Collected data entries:
● ● ● ● ● ● ●
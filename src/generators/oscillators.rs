// src/generators/oscillators.rs
//
// Basic oscillator generators.
//
// All run at a frequency fixed when the voice was compiled. A bare
// oscillator has no tail: key up silences it. Put an envelope above it
// in the patch to shape a release.

use std::f32::consts::TAU;

use crate::generator::Generator;

// ═══════════════════════════════════════════════════════════════════
// Sine
// ═══════════════════════════════════════════════════════════════════

pub struct SineGen {
    phase: f32,
    inc: f32,
    level: f32,
    held: bool,
}

impl SineGen {
    pub fn new(freq: f64, sample_rate: f64, level: f32) -> Self {
        Self {
            phase: 0.0,
            inc: (freq / sample_rate) as f32,
            level,
            held: true,
        }
    }
}

impl Generator for SineGen {
    fn render(&mut self, out: &mut [f32]) {
        if !self.held {
            out.fill(0.0);
            return;
        }
        for sample in out.iter_mut() {
            *sample = (self.phase * TAU).sin() * self.level;
            self.phase = (self.phase + self.inc).fract();
        }
    }

    fn release(&mut self) {
        self.held = false;
    }

    fn is_finished(&self) -> bool {
        !self.held
    }
}

// ═══════════════════════════════════════════════════════════════════
// Saw (naive, non-bandlimited)
// ═══════════════════════════════════════════════════════════════════

pub struct SawGen {
    phase: f32,
    inc: f32,
    level: f32,
    held: bool,
}

impl SawGen {
    pub fn new(freq: f64, sample_rate: f64, level: f32) -> Self {
        Self {
            phase: 0.0,
            inc: (freq / sample_rate) as f32,
            level,
            held: true,
        }
    }
}

impl Generator for SawGen {
    fn render(&mut self, out: &mut [f32]) {
        if !self.held {
            out.fill(0.0);
            return;
        }
        for sample in out.iter_mut() {
            *sample = (self.phase * 2.0 - 1.0) * self.level;
            self.phase = (self.phase + self.inc).fract();
        }
    }

    fn release(&mut self) {
        self.held = false;
    }

    fn is_finished(&self) -> bool {
        !self.held
    }
}

// ═══════════════════════════════════════════════════════════════════
// Square with adjustable pulse width
// ═══════════════════════════════════════════════════════════════════

pub struct SquareGen {
    phase: f32,
    inc: f32,
    width: f32,
    level: f32,
    held: bool,
}

impl SquareGen {
    pub fn new(freq: f64, sample_rate: f64, width: f32, level: f32) -> Self {
        Self {
            phase: 0.0,
            inc: (freq / sample_rate) as f32,
            width: width.clamp(0.05, 0.95),
            level,
            held: true,
        }
    }
}

impl Generator for SquareGen {
    fn render(&mut self, out: &mut [f32]) {
        if !self.held {
            out.fill(0.0);
            return;
        }
        for sample in out.iter_mut() {
            *sample = if self.phase < self.width {
                self.level
            } else {
                -self.level
            };
            self.phase = (self.phase + self.inc).fract();
        }
    }

    fn release(&mut self) {
        self.held = false;
    }

    fn is_finished(&self) -> bool {
        !self.held
    }
}

// ═══════════════════════════════════════════════════════════════════
// Triangle
// ═══════════════════════════════════════════════════════════════════

pub struct TriangleGen {
    phase: f32,
    inc: f32,
    level: f32,
    held: bool,
}

impl TriangleGen {
    pub fn new(freq: f64, sample_rate: f64, level: f32) -> Self {
        Self {
            phase: 0.0,
            inc: (freq / sample_rate) as f32,
            level,
            held: true,
        }
    }
}

impl Generator for TriangleGen {
    fn render(&mut self, out: &mut [f32]) {
        if !self.held {
            out.fill(0.0);
            return;
        }
        for sample in out.iter_mut() {
            *sample = (1.0 - 4.0 * (self.phase - 0.5).abs()) * self.level;
            self.phase = (self.phase + self.inc).fract();
        }
    }

    fn release(&mut self) {
        self.held = false;
    }

    fn is_finished(&self) -> bool {
        !self.held
    }
}

// ═══════════════════════════════════════════════════════════════════
// Noise (white, or pink via a one-pole lowpass)
// ═══════════════════════════════════════════════════════════════════

pub struct NoiseGen {
    rng: fastrand::Rng,
    pink: bool,
    filt: f32,
    level: f32,
    held: bool,
}

impl NoiseGen {
    pub fn new(pink: bool, level: f32) -> Self {
        Self {
            rng: fastrand::Rng::new(),
            pink,
            filt: 0.0,
            level,
            held: true,
        }
    }
}

impl Generator for NoiseGen {
    fn render(&mut self, out: &mut [f32]) {
        if !self.held {
            out.fill(0.0);
            return;
        }
        for sample in out.iter_mut() {
            let white = self.rng.f32() * 2.0 - 1.0;
            let value = if self.pink {
                self.filt += (white - self.filt) * 0.04;
                self.filt * 3.5
            } else {
                white
            };
            *sample = value * self.level;
        }
    }

    fn release(&mut self) {
        self.held = false;
    }

    fn is_finished(&self) -> bool {
        !self.held
    }
}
● ● ● ● ● ● ●
#### [Work to be completed]
The lines from the beginning of the records through the line containing "use std::f32::consts::TAU;" should be reproduced exactly. Include nothing else.

#### [Written answer]
filename src/generators/oscillators.rs
// src/generators/oscillators.rs
//
// Basic oscillator generators.
//
// All run at a frequency fixed when the voice was compiled. A bare
// oscillator has no tail: key up silences it. Put an envelope above it
// in the patch to shape a release.

use std::f32::consts::TAU;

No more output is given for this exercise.